Marjorie Beasley, 91, can't quite remember how long she has been living at her care home in Herne Bay, but it has been a few months. She is, though, relieved to have carers on hand who attend to her every need: "They look after me very well here. I am happy and go down at lunch time for dinner but I have supper in my room – I always have ice cream."
Her neighbour, 90-year-old Amelia Brocklesby, moved in to the Signature Senior Lifestyle's Miramar home a little over two months ago and is mightily happy that the bed is comfortable. The bed at her previous care home, a few miles away, was not.
"I need a lot of care," she says. "I need help getting up and getting dressed and everyone here is so kind and so, so sweet. It is such a tough job for them."
Mrs Beasley and Mrs Brocklesby are the lucky ones.

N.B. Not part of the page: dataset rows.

//! Ghost behavior: the seven-state machine, house release rules, targeting
//! and collisions with Pac.

use bevy_ecs::prelude::*;
use glam::{IVec2, Vec2};
use rand::Rng;
use tracing::{debug, trace};

use crate::constants::mechanics::{
    BASE_SPEED, EATEN_PAUSE_TICKS, HOUSE_SPEED, RELOCK_TICKS, RETURN_HOME_SPEED,
    TUNNEL_SLOWDOWN_MAX_LEVEL,
};
use crate::constants::score::{ALL_GHOSTS_KILLED_POINTS, KILLED_GHOST_VALUES};
use crate::events::GameEvent;
use crate::game::{GameConfig, GameState, Stage};
use crate::level::LevelData;
use crate::map::{Direction, Map};
use crate::systems::components::{
    EventQueue, GhostMeta, GhostState, LevelState, Pac, Personality, PlayerControlled, Position,
    SimRng, Velocity,
};
use crate::systems::hunting::{HuntingPhase, HuntingTimer};
use crate::systems::movement::{self, StepOutcome};
use crate::systems::score::Scoreboard;
use crate::timer::{TickTimer, TimerDuration};

/// Direction preference at ties, matching the arcade rule.
const DECISION_ORDER: [Direction; 4] = [
    Direction::Up,
    Direction::Left,
    Direction::Down,
    Direction::Right,
];

/// Vertical bounce amplitude of locked ghosts, in pixels from the slot center.
const BOUNCE_AMPLITUDE: f32 = 3.0;

/// House release bookkeeping: food thresholds per ghost plus a starvation
/// timeout that frees the next waiting ghost when Pac stops eating.
#[derive(Resource, Debug)]
pub struct Gatekeeper {
    starvation: TickTimer,
    starvation_limit: u64,
}

impl Gatekeeper {
    pub fn for_level(number: u32) -> Self {
        let seconds = if number < 5 { 4 } else { 3 };
        Self {
            starvation: TickTimer::indefinite(),
            starvation_limit: seconds * crate::constants::TICKS_PER_SECOND,
        }
    }

    /// Called whenever Pac eats; resets the starvation clock.
    pub fn feed(&mut self) {
        self.starvation.reset(TimerDuration::Indefinite);
    }

    fn starved(&self) -> bool {
        self.starvation.current_tick() >= self.starvation_limit
    }

    /// Food-eaten count at which a ghost may leave on its own.
    fn food_threshold(personality: Personality, level: u32) -> u32 {
        match (personality, level) {
            (Personality::Shadow | Personality::Speedy, _) => 0,
            (Personality::Bashful, 1) => 30,
            (Personality::Bashful, _) => 0,
            (Personality::Pokey, 1) => 60,
            (Personality::Pokey, 2) => 50,
            (Personality::Pokey, _) => 0,
        }
    }
}

fn chase_target(
    personality: Personality,
    map: &Map,
    pac_tile: IVec2,
    pac_dir: Direction,
    shadow_tile: IVec2,
    ghost_tile: IVec2,
) -> IVec2 {
    match personality {
        Personality::Shadow => pac_tile,
        Personality::Speedy => pac_tile + pac_dir.as_ivec2() * 4,
        Personality::Bashful => {
            let pivot = pac_tile + pac_dir.as_ivec2() * 2;
            pivot + (pivot - shadow_tile)
        }
        Personality::Pokey => {
            if movement::tile_distance(ghost_tile, pac_tile) > 8.0 {
                pac_tile
            } else {
                map.scatter_corners[Personality::Pokey.as_usize()]
            }
        }
    }
}

fn random_tile(map: &Map, rng: &mut SimRng) -> IVec2 {
    IVec2::new(
        rng.0.random_range(0..map.width()),
        rng.0.random_range(0..map.height()),
    )
}

/// Best non-reversing direction out of `tile` towards `target`. Falls back to
/// reversing in a dead end.
fn steer_towards(map: &Map, tile: IVec2, current: Direction, target: IVec2) -> Direction {
    let mut best: Option<(f32, Direction)> = None;
    for dir in DECISION_ORDER {
        if dir == current.opposite() {
            continue;
        }
        let next = map.wrap(tile + dir.as_ivec2());
        if !map.is_walkable(next, false) {
            continue;
        }
        let distance = movement::tile_distance(next, target);
        if best.is_none_or(|(d, _)| distance < d) {
            best = Some((distance, dir));
        }
    }
    best.map(|(_, dir)| dir).unwrap_or(current.opposite())
}

fn steer_randomly(map: &Map, tile: IVec2, current: Direction, rng: &mut SimRng) -> Direction {
    let mut options: Vec<Direction> = Vec::with_capacity(4);
    for dir in DECISION_ORDER {
        if dir == current.opposite() {
            continue;
        }
        if map.is_walkable(map.wrap(tile + dir.as_ivec2()), false) {
            options.push(dir);
        }
    }
    if options.is_empty() {
        current.opposite()
    } else {
        options[rng.0.random_range(0..options.len())]
    }
}

fn hunting_speed(
    personality: Personality,
    data: &LevelData,
    level: &LevelState,
    map: &Map,
    tile: IVec2,
) -> f32 {
    if map.is_tunnel(tile) && level.number <= TUNNEL_SLOWDOWN_MAX_LEVEL {
        return BASE_SPEED * data.ghost_tunnel_speed_pct as f32 / 100.0;
    }
    if personality == Personality::Shadow {
        match level.elroy_tier() {
            2 => return BASE_SPEED * data.elroy2_speed_pct as f32 / 100.0,
            1 => return BASE_SPEED * data.elroy1_speed_pct as f32 / 100.0,
            _ => {}
        }
    }
    BASE_SPEED * data.ghost_speed_pct as f32 / 100.0
}

/// Raises the cruise elroy tier as food runs out. The sign convention of
/// [`LevelState::cruise_elroy`] keeps a suspended tier suspended.
fn update_elroy(level: &mut LevelState, data: &LevelData) {
    let remaining = level.food_remaining();
    let tier: i8 = if remaining <= data.elroy2_dots_left {
        2
    } else if remaining <= data.elroy1_dots_left {
        1
    } else {
        0
    };
    if tier > level.cruise_elroy.abs() {
        let suspended = level.cruise_elroy < 0;
        level.cruise_elroy = if suspended { -tier } else { tier };
        debug!(tier, suspended, "cruise elroy tier raised");
    }
}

Unlike some residents of rival care-home owner Southern Cross, there has been no threat of eviction from this luxurious care home on the Kent coast.
Southern Cross, which owns more than 700 homes across the UK, has been in dire financial circumstances for the past year. The group was owned by Blackstone until 2006, when the private-equity giant made around £600m in a stock-exchange flotation. Since listing, costs have been cut and money raised from the sale and leaseback of its properties.
The result was that earlier this month, landlords had to agree that Southern Cross could reduce its rental payments and sell off some of its homes in order to stave off financial ruin.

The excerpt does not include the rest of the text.